El genio de Vicente Huidobro estaba destinado a revolucionar aquel apacible ambiente literario y artístico de la gran ciudad y, aunque incomprendido su aporte en aquel momento rupturista, su proyección posterior al mundo sería reconocida en todo su amplio alcance. Sería Buenos Aires el escenario para manifestar, por primera vez, qué cosa era el creacionismo, lo compredieran o no los que estaban presentes entonces en el Ateneo Hispano-Argentino.

El primero de julio de 1916, tras leer parte de su obra ante una atenta audiencia, principió Huidobro a hablar de lo que posteriormente se denominaría creacionismo, brindando una nueva mirada sobre la poesía y, todavía más hondamente, sobre lo humano en sí mismo.
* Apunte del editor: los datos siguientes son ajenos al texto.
//! GlassButton - clickable leaf.
//!
//! The click handler is stored as an opaque value in the interaction
//! column; this crate never invokes it. A future event-dispatch layer
//! routes events through `interaction::dispatch_click`.

use super::types::ButtonProps;
use super::Component;
use crate::engine::arrays::{core, interaction, text, visual};
use crate::engine::registry::allocate_index;
use crate::theme::GlassEffect;
use crate::types::{ComponentId, ComponentKind, Rgba};

/// A clickable glass button leaf.
///
/// # Example
///
/// ```
/// use grandlight::{GlassButton, ButtonProps, Size};
/// use grandlight::theme::GlassTheme;
/// use std::rc::Rc;
/// # grandlight::engine::reset_registry();
///
/// let button = GlassButton::new(ButtonProps {
///     text: "Get Started".to_string(),
///     size: Size::new(170, 50).unwrap(),
///     effect: Some(GlassTheme::colorful((100, 150, 255)).unwrap()),
///     hover_effect: Some(GlassTheme::frosted()),
///     on_click: Some(Rc::new(|_event| println!("clicked"))),
///     ..Default::default()
/// });
/// assert!(button.has_on_click());
/// ```
#[derive(Debug, Clone, Copy, PartialEq, Eq)]
pub struct GlassButton {
    id: ComponentId,
}

impl GlassButton {
    /// Create a button from its props.
    pub fn new(props: ButtonProps) -> Self {
        let id = allocate_index(props.id.as_deref());

        core::set_kind(id, ComponentKind::Button);
        visual::set_position(id, props.position);
        visual::set_size(id, props.size);
        visual::set_effect(id, props.effect);
        visual::set_hover_effect(id, props.hover_effect);

        text::set_content(id, props.text);
        if let Some(font_size) = props.font_size {
            text::set_font_size(id, font_size);
        }
        if let Some(color) = props.text_color {
            text::set_color(id, color);
        }

        if let Some(on_click) = props.on_click {
            interaction::set_on_click(id, on_click);
        }

        Self { id }
    }

    /// The button caption.
    pub fn text(&self) -> String {
        text::content(self.id)
    }

    /// Caption color.
    pub fn text_color(&self) -> Rgba {
        text::color(self.id)
    }

    /// Effect swapped in while hovered.
    pub fn hover_effect(&self) -> Option<GlassEffect> {
        visual::hover_effect(self.id)
    }

    /// Whether a click handler is registered.
    pub fn has_on_click(&self) -> bool {
        interaction::has_on_click(self.id)
    }
}

impl Component for GlassButton {
    fn id(&self) -> ComponentId {
        self.id
    }
}
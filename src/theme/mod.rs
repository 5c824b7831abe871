//! Glass effect system for grandlight.
//!
//! A [`GlassEffect`] is the immutable configuration bundle behind a
//! glassmorphic surface: background blur radius, tint color, and surface
//! opacity. Effects are produced through the named presets on
//! [`GlassTheme`] rather than constructed ad hoc by callers.
//!
//! # Example
//!
//! ```
//! use grandlight::theme::GlassTheme;
//!
//! let light = GlassTheme::light();
//! assert!(light.blur > 0.0);
//!
//! let blue = GlassTheme::colorful((100, 150, 255)).unwrap();
//! assert_eq!(blue.tint.r, 100);
//! ```

pub mod presets;

pub use presets::{GlassTheme, get_preset, preset_names};

use crate::types::Rgba;

// =============================================================================
// GlassEffect
// =============================================================================

/// Visual effect descriptor for a glassmorphic surface.
///
/// Immutable value. `opacity` is always within 0..=1 because effects are
/// only produced by the presets, which clamp at construction.
#[derive(Debug, Clone, Copy, PartialEq)]
pub struct GlassEffect {
    /// Background blur radius in logical pixels.
    pub blur: f32,
    /// Tint layered over the blurred backdrop.
    pub tint: Rgba,
    /// Overall surface opacity (0 = invisible, 1 = solid).
    pub opacity: f32,
}

impl GlassEffect {
    /// Construct an effect, clamping opacity into 0..=1 and blur to >= 0.
    pub(crate) fn new(blur: f32, tint: Rgba, opacity: f32) -> Self {
        Self {
            blur: blur.max(0.0),
            tint,
            opacity: opacity.clamp(0.0, 1.0),
        }
    }
}

#[cfg(test)]
mod tests {
    use super::*;

    #[test]
    fn test_effect_clamps_on_construction() {
        let e = GlassEffect::new(-3.0, Rgba::WHITE, 1.5);
        assert_eq!(e.blur, 0.0);
        assert_eq!(e.opacity, 1.0);

        let e = GlassEffect::new(12.0, Rgba::BLACK, -0.2);
        assert_eq!(e.opacity, 0.0);
    }
}
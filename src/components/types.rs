//! Component props.
//!
//! Every concrete component takes its full configuration as a props struct
//! at creation time, with `..Default::default()` filling the rest. Apart
//! from tree membership, components are effectively immutable afterwards.

use crate::events::ClickCallback;
use crate::theme::GlassEffect;
use crate::types::{Position, Rgba, Size, TextAlign, TextStyle};

// =============================================================================
// Window Props
// =============================================================================

/// Properties for the root [`Window`](crate::Window).
///
/// # Example
///
/// ```
/// use grandlight::{Window, WindowProps, Size};
///
/// let window = Window::new(WindowProps {
///     title: "Demo".to_string(),
///     size: Size::new(900, 700).unwrap(),
///     background_gradient: vec!["#667eea".into(), "#764ba2".into()],
///     fps: Some(60),
///     ..Default::default()
/// }).unwrap();
/// assert_eq!(window.title(), "Demo");
/// ```
#[derive(Default)]
pub struct WindowProps {
    /// Optional component ID for lookup.
    pub id: Option<String>,

    /// Window title.
    pub title: String,

    /// Window extent.
    pub size: Size,

    /// Background gradient stops as color strings, top to bottom.
    /// Parsed with [`Rgba::from_hex`]; an unparseable stop fails
    /// construction.
    pub background_gradient: Vec<String>,

    /// Target frame rate. Defaults to 60.
    pub fps: Option<u32>,
}

// =============================================================================
// Panel Props
// =============================================================================

/// Properties for [`GlassPanel`](crate::GlassPanel).
#[derive(Default)]
pub struct PanelProps {
    /// Optional component ID for lookup.
    pub id: Option<String>,

    /// Offset inside the parent (default origin).
    pub position: Position,

    /// Panel extent.
    pub size: Size,

    /// Glass effect for the panel surface.
    pub effect: Option<GlassEffect>,

    /// Inner padding in logical pixels.
    pub padding: i32,
}

// =============================================================================
// Label Props
// =============================================================================

/// Properties for [`GlassLabel`](crate::GlassLabel).
#[derive(Default)]
pub struct LabelProps {
    /// Optional component ID for lookup.
    pub id: Option<String>,

    /// The text to display.
    pub text: String,

    /// Offset inside the parent (default origin).
    pub position: Position,

    /// Label extent.
    pub size: Size,

    /// Font size in points (default 14).
    pub font_size: Option<u16>,

    /// Style flags (bold, italic, etc.).
    pub style: TextStyle,

    /// Text color (default black).
    pub text_color: Option<Rgba>,

    /// Horizontal alignment.
    pub align: TextAlign,

    /// Whether the label draws its own glass backing.
    pub background: bool,

    /// Glass effect for the backing surface (only drawn if `background`).
    pub effect: Option<GlassEffect>,
}

// =============================================================================
// Button Props
// =============================================================================

/// Properties for [`GlassButton`](crate::GlassButton).
#[derive(Default)]
pub struct ButtonProps {
    /// Optional component ID for lookup.
    pub id: Option<String>,

    /// Button caption.
    pub text: String,

    /// Offset inside the parent (default origin).
    pub position: Position,

    /// Button extent.
    pub size: Size,

    /// Font size in points (default 14).
    pub font_size: Option<u16>,

    /// Caption color (default black).
    pub text_color: Option<Rgba>,

    /// Glass effect for the resting state.
    pub effect: Option<GlassEffect>,

    /// Effect swapped in while hovered.
    pub hover_effect: Option<GlassEffect>,

    /// Click handler, stored opaquely for the future dispatch layer.
    pub on_click: Option<ClickCallback>,
}

// =============================================================================
// Input Props
// =============================================================================

/// Properties for [`GlassInput`](crate::GlassInput).
#[derive(Default)]
pub struct InputProps {
    /// Optional component ID for lookup.
    pub id: Option<String>,

    /// Hint text shown while the input is empty.
    pub placeholder: String,

    /// Offset inside the parent (default origin).
    pub position: Position,

    /// Input extent.
    pub size: Size,

    /// Font size in points (default 14).
    pub font_size: Option<u16>,

    /// Glass effect for the resting state.
    pub effect: Option<GlassEffect>,

    /// Effect swapped in while focused.
    pub focus_effect: Option<GlassEffect>,
}
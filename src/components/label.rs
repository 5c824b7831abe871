//! GlassLabel - static text leaf.

use super::types::LabelProps;
use super::Component;
use crate::engine::arrays::{core, text, visual};
use crate::engine::registry::allocate_index;
use crate::types::{ComponentId, ComponentKind, Rgba, TextAlign, TextStyle};

/// A text display leaf. Cannot have children.
///
/// # Example
///
/// ```
/// use grandlight::{Component, GlassLabel, LabelProps, Size, TextStyle};
/// # grandlight::engine::reset_registry();
///
/// let title = GlassLabel::new(LabelProps {
///     text: "Welcome to GrandLight".to_string(),
///     size: Size::new(540, 60).unwrap(),
///     font_size: Some(32),
///     style: TextStyle::BOLD,
///     ..Default::default()
/// });
/// assert_eq!(title.text(), "Welcome to GrandLight");
/// ```
#[derive(Debug, Clone, Copy, PartialEq, Eq)]
pub struct GlassLabel {
    id: ComponentId,
}

impl GlassLabel {
    /// Create a label from its props.
    pub fn new(props: LabelProps) -> Self {
        let id = allocate_index(props.id.as_deref());

        core::set_kind(id, ComponentKind::Label);
        visual::set_position(id, props.position);
        visual::set_size(id, props.size);
        visual::set_effect(id, props.effect);
        visual::set_background(id, props.background);

        text::set_content(id, props.text);
        text::set_style(id, props.style);
        text::set_align(id, props.align);
        if let Some(font_size) = props.font_size {
            text::set_font_size(id, font_size);
        }
        if let Some(color) = props.text_color {
            text::set_color(id, color);
        }

        Self { id }
    }

    /// The displayed text.
    pub fn text(&self) -> String {
        text::content(self.id)
    }

    /// Font size in points.
    pub fn font_size(&self) -> u16 {
        text::font_size(self.id)
    }

    /// Style flags.
    pub fn style(&self) -> TextStyle {
        text::style(self.id)
    }

    /// Text color.
    pub fn text_color(&self) -> Rgba {
        text::color(self.id)
    }

    /// Horizontal alignment.
    pub fn align(&self) -> TextAlign {
        text::align(self.id)
    }

    /// Whether the label draws its own glass backing.
    pub fn background(&self) -> bool {
        visual::background(self.id)
    }
}

impl Component for GlassLabel {
    fn id(&self) -> ComponentId {
        self.id
    }
}

#[cfg(test)]
mod tests {
    use super::*;
    use crate::engine::reset_registry;
    use crate::theme::GlassTheme;
    use crate::types::{Position, Size};

    fn setup() {
        reset_registry();
    }

    #[test]
    fn test_label_creation() {
        setup();

        let label = GlassLabel::new(LabelProps {
            text: "Secure Login".to_string(),
            position: Position::new(0, 80),
            size: Size::new(320, 30).unwrap(),
            font_size: Some(13),
            style: TextStyle::BOLD,
            text_color: Some(Rgba::rgb(100, 100, 120)),
            align: TextAlign::Center,
            background: true,
            effect: Some(GlassTheme::frosted()),
            ..Default::default()
        });

        assert_eq!(label.kind(), ComponentKind::Label);
        assert_eq!(label.text(), "Secure Login");
        assert_eq!(label.font_size(), 13);
        assert_eq!(label.style(), TextStyle::BOLD);
        assert_eq!(label.text_color(), Rgba::rgb(100, 100, 120));
        assert_eq!(label.align(), TextAlign::Center);
        assert!(label.background());
        assert_eq!(label.effect(), Some(GlassTheme::frosted()));
    }

    #[test]
    fn test_label_defaults() {
        setup();

        let label = GlassLabel::new(LabelProps {
            text: "plain".to_string(),
            ..Default::default()
        });

        assert_eq!(label.font_size(), text::DEFAULT_FONT_SIZE);
        assert_eq!(label.style(), TextStyle::NONE);
        assert_eq!(label.text_color(), Rgba::BLACK);
        assert_eq!(label.align(), TextAlign::Left);
        assert!(!label.background());
        assert_eq!(label.effect(), None);
    }
}
//! Core arrays - type tags and tree structure.
//!
//! The structural columns of the scene graph:
//! - kind: the component type tag at each index
//! - parent: non-owning back-reference to the containing component
//! - children: insertion-ordered child sequence per container
//!
//! Parent is a plain index back-reference, never a second owner; the
//! ordered children column is the single source of truth for tree shape.

use super::SlotArray;
use crate::types::{ComponentId, ComponentKind};

thread_local! {
    /// Component type tag.
    static KIND: SlotArray<ComponentKind> = SlotArray::new(ComponentKind::None);

    /// Back-reference to the parent (None at roots and detached nodes).
    static PARENT: SlotArray<Option<ComponentId>> = SlotArray::new(None);

    /// Ordered child sequence (insertion order is z-order).
    static CHILDREN: SlotArray<Vec<ComponentId>> = SlotArray::new(Vec::new());
}

// =============================================================================
// Capacity Management
// =============================================================================

/// Ensure arrays have capacity for the given index.
pub fn ensure_capacity(index: usize) {
    KIND.with(|arr| arr.ensure(index));
    PARENT.with(|arr| arr.ensure(index));
    CHILDREN.with(|arr| arr.ensure(index));
}

/// Clear values at index.
pub fn clear_at_index(index: usize) {
    KIND.with(|arr| arr.clear(index));
    PARENT.with(|arr| arr.clear(index));
    CHILDREN.with(|arr| arr.clear(index));
}

/// Reset all arrays.
pub fn reset() {
    KIND.with(|arr| arr.clear_all());
    PARENT.with(|arr| arr.clear_all());
    CHILDREN.with(|arr| arr.clear_all());
}

// =============================================================================
// Kind
// =============================================================================

/// Get the component kind at an index.
pub fn kind(id: ComponentId) -> ComponentKind {
    KIND.with(|arr| arr.get(id.0))
}

/// Set the component kind at an index.
pub fn set_kind(id: ComponentId, value: ComponentKind) {
    KIND.with(|arr| arr.set(id.0, value));
}

// =============================================================================
// Parent
// =============================================================================

/// Get the parent back-reference.
pub fn parent(id: ComponentId) -> Option<ComponentId> {
    PARENT.with(|arr| arr.get(id.0))
}

/// Set the parent back-reference.
pub fn set_parent(id: ComponentId, value: Option<ComponentId>) {
    PARENT.with(|arr| arr.set(id.0, value));
}

// =============================================================================
// Children
// =============================================================================

/// Get the ordered child sequence of a container.
pub fn children(id: ComponentId) -> Vec<ComponentId> {
    CHILDREN.with(|arr| arr.get(id.0))
}

/// Number of direct children.
pub fn child_count(id: ComponentId) -> usize {
    CHILDREN.with(|arr| arr.update(id.0, |v| v.len()))
}

/// Append a child at the end of the sequence.
pub fn push_child(parent: ComponentId, child: ComponentId) {
    CHILDREN.with(|arr| arr.update(parent.0, |v| v.push(child)));
}

/// Remove a child from the sequence. Returns true if it was present.
pub fn remove_child(parent: ComponentId, child: ComponentId) -> bool {
    CHILDREN.with(|arr| {
        arr.update(parent.0, |v| {
            let before = v.len();
            v.retain(|c| *c != child);
            v.len() != before
        })
    })
}

#[cfg(test)]
mod tests {
    use super::*;

    fn setup() {
        reset();
    }

    #[test]
    fn test_kind_roundtrip() {
        setup();

        assert_eq!(kind(ComponentId(0)), ComponentKind::None);
        set_kind(ComponentId(0), ComponentKind::Panel);
        assert_eq!(kind(ComponentId(0)), ComponentKind::Panel);
    }

    #[test]
    fn test_children_ordering() {
        setup();

        let p = ComponentId(0);
        push_child(p, ComponentId(1));
        push_child(p, ComponentId(2));
        push_child(p, ComponentId(3));
        assert_eq!(
            children(p),
            vec![ComponentId(1), ComponentId(2), ComponentId(3)]
        );
        assert_eq!(child_count(p), 3);

        assert!(remove_child(p, ComponentId(2)));
        assert_eq!(children(p), vec![ComponentId(1), ComponentId(3)]);
        assert!(!remove_child(p, ComponentId(2)));
    }

    #[test]
    fn test_parent_backref() {
        setup();

        assert_eq!(parent(ComponentId(5)), None);
        set_parent(ComponentId(5), Some(ComponentId(1)));
        assert_eq!(parent(ComponentId(5)), Some(ComponentId(1)));
    }
}
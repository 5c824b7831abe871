//! Complete GrandLight demo application.
//!
//! Builds a full-featured glassmorphic scene using every component
//! kind, then prints the tree summary the walker produces.

use std::io;
use std::rc::Rc;

use grandlight::theme::GlassTheme;
use grandlight::{
    ButtonProps, Component, Container, GlassButton, GlassInput, GlassLabel, GlassPanel,
    InputProps, LabelProps, PanelProps, Position, Result, Size, TextAlign, TextStyle, Window,
    WindowProps,
};

fn create_demo_app() -> Result<Window> {
    // Main window with a gradient background
    let window = Window::new(WindowProps {
        title: "GrandLight Demo - Glassmorphism UI Library".to_string(),
        size: Size::new(900, 700)?,
        background_gradient: vec![
            "#667eea".to_string(),
            "#764ba2".to_string(),
            "#f093fb".to_string(),
            "#4facfe".to_string(),
        ],
        fps: Some(60),
        ..Default::default()
    })?;

    let main_panel = GlassPanel::new(PanelProps {
        size: Size::new(600, 500)?,
        effect: Some(GlassTheme::light()),
        padding: 30,
        ..Default::default()
    });
    window.center_component(&main_panel)?;

    let title = GlassLabel::new(LabelProps {
        text: "Welcome to GrandLight".to_string(),
        position: Position::new(0, 0),
        size: Size::new(540, 60)?,
        font_size: Some(32),
        style: TextStyle::BOLD,
        text_color: Some((50, 50, 70).into()),
        align: TextAlign::Center,
        background: true,
        effect: Some(GlassTheme::frosted()),
        ..Default::default()
    });
    main_panel.add(&title)?;

    let subtitle = GlassLabel::new(LabelProps {
        text: "A Modern Glassmorphism GUI Library for Rust".to_string(),
        position: Position::new(0, 80),
        size: Size::new(540, 40)?,
        font_size: Some(16),
        text_color: Some((80, 80, 100).into()),
        align: TextAlign::Center,
        ..Default::default()
    });
    main_panel.add(&subtitle)?;

    let name_input = GlassInput::new(InputProps {
        placeholder: "Enter your name...".to_string(),
        position: Position::new(0, 150),
        size: Size::new(540, 50)?,
        effect: Some(GlassTheme::light()),
        focus_effect: Some(GlassTheme::frosted()),
        font_size: Some(16),
        ..Default::default()
    });
    main_panel.add(&name_input)?;

    // A row of themed buttons
    let button_y = 230;
    let buttons: [(&str, (i32, i32, i32), &str); 3] = [
        ("Get Started", (100, 150, 255), "Getting started with GrandLight!"),
        ("Documentation", (100, 200, 130), "Opening documentation..."),
        ("Examples", (255, 180, 100), "Loading examples..."),
    ];
    for (i, (text, color, message)) in buttons.into_iter().enumerate() {
        let button = GlassButton::new(ButtonProps {
            text: text.to_string(),
            position: Position::new(i as i32 * 185, button_y),
            size: Size::new(170, 50)?,
            effect: Some(GlassTheme::colorful(color)?),
            hover_effect: Some(GlassTheme::frosted()),
            font_size: Some(15),
            on_click: Some(Rc::new(move |_event| println!("{message}"))),
            ..Default::default()
        });
        main_panel.add(&button)?;
    }

    // Feature showcase panel
    let features_panel = GlassPanel::new(PanelProps {
        position: Position::new(0, 310),
        size: Size::new(540, 150)?,
        effect: Some(GlassTheme::dark()),
        padding: 20,
        ..Default::default()
    });
    main_panel.add(&features_panel)?;

    let features = [
        "Glassmorphism Design",
        "Multiple Themes",
        "High Performance",
        "Easy to Use",
        "Beautiful Effects",
        "Modern Rust",
    ];
    for (i, feature) in features.into_iter().enumerate() {
        let row = (i / 3) as i32;
        let col = (i % 3) as i32;
        let feature_label = GlassLabel::new(LabelProps {
            text: feature.to_string(),
            position: Position::new(col * 180, row * 50),
            size: Size::new(170, 40)?,
            font_size: Some(13),
            text_color: Some((255, 255, 255, 230).try_into()?),
            ..Default::default()
        });
        features_panel.add(&feature_label)?;
    }

    let footer = GlassLabel::new(LabelProps {
        text: "Created by Rheehose (Rhee Creative) © 2008-2026".to_string(),
        position: Position::new(0, 450),
        size: Size::new(540, 30)?,
        font_size: Some(11),
        text_color: Some((100, 100, 120, 200).try_into()?),
        align: TextAlign::Center,
        ..Default::default()
    });
    main_panel.add(&footer)?;

    Ok(window)
}

fn main() -> std::result::Result<(), Box<dyn std::error::Error>> {
    tracing_subscriber::fmt()
        .with_env_filter(tracing_subscriber::EnvFilter::from_default_env())
        .init();

    println!("\n{}", "=".repeat(70));
    println!("  GrandLight Demo - Glassmorphism GUI Library");
    println!("{}\n", "=".repeat(70));

    let app = create_demo_app()?;

    println!("Application ready!\n");
    println!("Application Stats:");
    println!("  Window Size: {}x{}", app.size().width, app.size().height);
    println!("  Total Components: {}", grandlight::component_count(&app));
    println!("  Target FPS: {}", app.fps());

    println!("\nComponent Hierarchy:");
    grandlight::print_hierarchy(&app, &mut io::stdout().lock())?;

    println!("\nTo run the actual window, call app.run()");
    println!("(Full rendering implementation coming soon!)\n");
    app.run();

    Ok(())
}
Encendidamente, el joven poeta chileno no dudaría en pronunciar la famosa frase: “La primera condición del poeta es crear; la segunda, crear, y la tercera, crear“. Y luego continuó desglosando las características de su propuesta, para el mayor asombro de unos, la pasmada sorpresa de otros, la incomprensión mayúscula de algunos.

Inclusive al mismo colega porteño que lo había invitado, José Ingenieros, se permitió poner marcadamente en duda la posibilidad de concretar los postulados del apasionado Huidobro, acerca de establecer una poesía que fuese toda ella invención.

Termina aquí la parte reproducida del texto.